-------- Data for processing --------

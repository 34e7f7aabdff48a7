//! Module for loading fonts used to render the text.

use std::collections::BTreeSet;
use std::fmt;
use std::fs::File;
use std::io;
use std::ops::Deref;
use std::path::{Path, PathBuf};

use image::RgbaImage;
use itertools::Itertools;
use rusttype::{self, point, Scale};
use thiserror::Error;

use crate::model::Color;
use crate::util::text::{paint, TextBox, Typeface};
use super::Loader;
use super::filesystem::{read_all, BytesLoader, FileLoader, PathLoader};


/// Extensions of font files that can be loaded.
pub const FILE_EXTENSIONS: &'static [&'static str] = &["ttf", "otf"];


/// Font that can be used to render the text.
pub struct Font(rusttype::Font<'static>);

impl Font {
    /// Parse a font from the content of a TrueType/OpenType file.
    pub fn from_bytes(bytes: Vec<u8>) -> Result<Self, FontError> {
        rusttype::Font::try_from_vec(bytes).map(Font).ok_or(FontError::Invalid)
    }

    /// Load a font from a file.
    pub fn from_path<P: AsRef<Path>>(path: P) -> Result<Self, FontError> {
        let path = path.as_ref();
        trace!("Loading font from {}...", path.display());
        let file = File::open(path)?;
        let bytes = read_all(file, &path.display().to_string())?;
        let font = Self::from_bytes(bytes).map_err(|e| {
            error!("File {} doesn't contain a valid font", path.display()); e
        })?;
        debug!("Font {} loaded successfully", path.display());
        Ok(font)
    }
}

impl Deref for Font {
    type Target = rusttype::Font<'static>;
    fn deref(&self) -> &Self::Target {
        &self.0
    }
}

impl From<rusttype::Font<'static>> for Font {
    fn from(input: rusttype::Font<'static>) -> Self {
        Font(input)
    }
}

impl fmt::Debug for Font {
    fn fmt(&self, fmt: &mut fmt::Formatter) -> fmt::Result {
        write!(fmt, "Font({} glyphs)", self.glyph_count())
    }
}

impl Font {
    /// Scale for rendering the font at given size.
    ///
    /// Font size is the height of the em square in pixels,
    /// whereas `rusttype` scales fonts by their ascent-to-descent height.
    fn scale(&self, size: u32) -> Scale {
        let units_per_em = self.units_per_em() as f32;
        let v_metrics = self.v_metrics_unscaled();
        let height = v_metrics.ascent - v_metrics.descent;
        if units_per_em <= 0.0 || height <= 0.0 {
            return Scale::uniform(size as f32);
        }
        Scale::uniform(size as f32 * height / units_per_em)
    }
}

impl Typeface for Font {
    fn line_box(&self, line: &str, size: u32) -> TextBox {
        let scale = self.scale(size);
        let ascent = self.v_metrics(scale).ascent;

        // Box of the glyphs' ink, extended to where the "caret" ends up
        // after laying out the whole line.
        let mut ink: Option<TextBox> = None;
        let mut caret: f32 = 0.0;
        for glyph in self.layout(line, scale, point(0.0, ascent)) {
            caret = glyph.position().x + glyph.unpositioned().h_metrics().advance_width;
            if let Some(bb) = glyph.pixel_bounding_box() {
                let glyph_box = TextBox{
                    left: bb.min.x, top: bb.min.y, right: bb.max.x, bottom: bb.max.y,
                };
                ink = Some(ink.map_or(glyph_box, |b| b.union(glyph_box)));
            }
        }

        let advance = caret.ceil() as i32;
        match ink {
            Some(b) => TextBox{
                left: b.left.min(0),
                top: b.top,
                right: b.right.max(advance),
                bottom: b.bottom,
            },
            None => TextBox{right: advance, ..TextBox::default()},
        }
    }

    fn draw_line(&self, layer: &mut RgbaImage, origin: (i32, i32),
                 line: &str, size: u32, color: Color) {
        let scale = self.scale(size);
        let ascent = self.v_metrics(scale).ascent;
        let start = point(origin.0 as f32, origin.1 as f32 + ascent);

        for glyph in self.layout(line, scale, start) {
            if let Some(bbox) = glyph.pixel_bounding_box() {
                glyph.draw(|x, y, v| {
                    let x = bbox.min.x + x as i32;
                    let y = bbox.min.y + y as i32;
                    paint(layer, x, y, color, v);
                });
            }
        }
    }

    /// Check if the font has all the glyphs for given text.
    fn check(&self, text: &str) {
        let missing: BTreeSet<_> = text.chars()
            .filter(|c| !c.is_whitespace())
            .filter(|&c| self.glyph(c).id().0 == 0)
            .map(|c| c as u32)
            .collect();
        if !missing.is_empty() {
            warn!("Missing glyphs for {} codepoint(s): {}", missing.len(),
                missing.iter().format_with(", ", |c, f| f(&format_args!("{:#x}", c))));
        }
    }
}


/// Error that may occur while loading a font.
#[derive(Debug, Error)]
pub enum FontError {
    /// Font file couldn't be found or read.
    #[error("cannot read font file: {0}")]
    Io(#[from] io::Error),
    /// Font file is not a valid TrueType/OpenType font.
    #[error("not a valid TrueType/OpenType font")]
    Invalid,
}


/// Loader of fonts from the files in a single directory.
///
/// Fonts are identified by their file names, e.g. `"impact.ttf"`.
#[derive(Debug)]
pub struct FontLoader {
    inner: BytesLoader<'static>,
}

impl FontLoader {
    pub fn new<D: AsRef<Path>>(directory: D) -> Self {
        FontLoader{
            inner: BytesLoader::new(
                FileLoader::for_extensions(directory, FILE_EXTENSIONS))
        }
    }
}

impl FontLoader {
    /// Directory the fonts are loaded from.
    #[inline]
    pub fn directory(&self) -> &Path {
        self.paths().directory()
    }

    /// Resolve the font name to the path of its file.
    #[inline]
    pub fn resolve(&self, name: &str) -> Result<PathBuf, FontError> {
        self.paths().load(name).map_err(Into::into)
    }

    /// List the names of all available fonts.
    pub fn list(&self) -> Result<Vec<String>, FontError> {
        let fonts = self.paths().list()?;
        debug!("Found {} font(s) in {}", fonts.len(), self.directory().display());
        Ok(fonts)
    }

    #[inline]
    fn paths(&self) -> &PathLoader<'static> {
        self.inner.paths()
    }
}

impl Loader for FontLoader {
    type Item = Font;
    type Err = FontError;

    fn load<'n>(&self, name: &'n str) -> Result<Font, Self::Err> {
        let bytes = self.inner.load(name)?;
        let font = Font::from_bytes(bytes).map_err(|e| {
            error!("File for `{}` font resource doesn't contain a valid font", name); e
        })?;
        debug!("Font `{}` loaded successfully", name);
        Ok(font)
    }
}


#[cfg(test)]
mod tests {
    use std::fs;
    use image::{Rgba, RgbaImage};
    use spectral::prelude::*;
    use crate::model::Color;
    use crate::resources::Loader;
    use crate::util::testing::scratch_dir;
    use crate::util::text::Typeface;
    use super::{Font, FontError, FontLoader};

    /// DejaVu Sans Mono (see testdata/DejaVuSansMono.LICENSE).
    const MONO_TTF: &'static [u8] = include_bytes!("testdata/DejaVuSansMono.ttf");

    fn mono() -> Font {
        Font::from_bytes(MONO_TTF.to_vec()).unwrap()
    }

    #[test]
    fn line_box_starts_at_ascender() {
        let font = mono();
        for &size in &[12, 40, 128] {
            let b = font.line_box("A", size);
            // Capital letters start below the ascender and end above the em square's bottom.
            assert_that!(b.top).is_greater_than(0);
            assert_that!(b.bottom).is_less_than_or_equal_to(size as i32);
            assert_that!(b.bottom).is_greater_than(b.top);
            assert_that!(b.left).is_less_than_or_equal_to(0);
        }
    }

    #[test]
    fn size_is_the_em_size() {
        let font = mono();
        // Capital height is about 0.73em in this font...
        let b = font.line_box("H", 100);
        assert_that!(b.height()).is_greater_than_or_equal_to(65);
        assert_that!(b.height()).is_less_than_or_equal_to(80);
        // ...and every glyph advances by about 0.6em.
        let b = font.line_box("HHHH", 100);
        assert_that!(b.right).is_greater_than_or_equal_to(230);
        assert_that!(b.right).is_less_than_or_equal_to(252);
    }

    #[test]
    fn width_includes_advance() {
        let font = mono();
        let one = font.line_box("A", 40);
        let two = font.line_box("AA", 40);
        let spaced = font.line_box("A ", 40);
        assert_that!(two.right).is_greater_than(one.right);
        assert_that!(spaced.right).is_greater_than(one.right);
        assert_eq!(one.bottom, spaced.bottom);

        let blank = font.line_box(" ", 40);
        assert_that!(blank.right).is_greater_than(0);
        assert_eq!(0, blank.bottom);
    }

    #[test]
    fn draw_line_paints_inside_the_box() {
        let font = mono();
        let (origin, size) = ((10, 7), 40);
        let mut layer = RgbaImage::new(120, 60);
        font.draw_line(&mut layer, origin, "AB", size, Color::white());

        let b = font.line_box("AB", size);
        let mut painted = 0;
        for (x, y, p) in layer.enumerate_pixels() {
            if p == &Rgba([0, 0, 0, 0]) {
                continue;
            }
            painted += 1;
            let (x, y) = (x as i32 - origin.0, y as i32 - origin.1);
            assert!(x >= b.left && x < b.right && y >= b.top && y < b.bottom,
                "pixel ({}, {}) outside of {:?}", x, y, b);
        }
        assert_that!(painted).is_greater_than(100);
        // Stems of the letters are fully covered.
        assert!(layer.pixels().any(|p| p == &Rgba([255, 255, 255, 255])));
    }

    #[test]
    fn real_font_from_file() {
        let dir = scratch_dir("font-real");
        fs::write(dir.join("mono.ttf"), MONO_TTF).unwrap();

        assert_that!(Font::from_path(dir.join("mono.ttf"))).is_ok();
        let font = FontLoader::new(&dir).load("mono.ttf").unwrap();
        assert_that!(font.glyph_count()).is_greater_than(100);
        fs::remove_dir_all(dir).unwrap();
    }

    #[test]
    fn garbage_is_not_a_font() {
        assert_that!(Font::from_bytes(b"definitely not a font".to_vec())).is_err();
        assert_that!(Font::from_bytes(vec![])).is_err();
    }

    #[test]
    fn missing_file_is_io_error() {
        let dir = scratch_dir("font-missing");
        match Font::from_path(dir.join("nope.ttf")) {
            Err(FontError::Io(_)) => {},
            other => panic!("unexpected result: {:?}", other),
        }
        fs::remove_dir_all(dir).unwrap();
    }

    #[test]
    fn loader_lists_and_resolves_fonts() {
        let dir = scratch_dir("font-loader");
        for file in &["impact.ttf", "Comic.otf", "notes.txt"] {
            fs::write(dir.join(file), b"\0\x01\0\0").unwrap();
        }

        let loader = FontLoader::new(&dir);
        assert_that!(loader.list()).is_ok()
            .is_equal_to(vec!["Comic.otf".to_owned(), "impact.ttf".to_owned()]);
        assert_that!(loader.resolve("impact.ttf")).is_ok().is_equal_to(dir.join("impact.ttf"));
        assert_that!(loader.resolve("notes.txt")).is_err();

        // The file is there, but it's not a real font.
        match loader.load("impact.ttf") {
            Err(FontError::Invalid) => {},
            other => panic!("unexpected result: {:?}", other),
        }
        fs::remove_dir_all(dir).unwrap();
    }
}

--------

## Exercise
Please copy, exactly and with nothing else, the lines above beginning at the line that has "font resource doesn't" and ending with the line that has "Mono (see testdata/DejaVuSansMono.LICENSE).".

## Answer to this exercise
            error!("File for `{}` font resource doesn't contain a valid font", name); e
        })?;
        debug!("Font `{}` loaded successfully", name);
        Ok(font)
    }
}


#[cfg(test)]
mod tests {
    use std::fs;
    use image::{Rgba, RgbaImage};
    use spectral::prelude::*;
    use crate::model::Color;
    use crate::resources::Loader;
    use crate::util::testing::scratch_dir;
    use crate::util::text::Typeface;
    use super::{Font, FontError, FontLoader};

    /// DejaVu Sans Mono (see testdata/DejaVuSansMono.LICENSE).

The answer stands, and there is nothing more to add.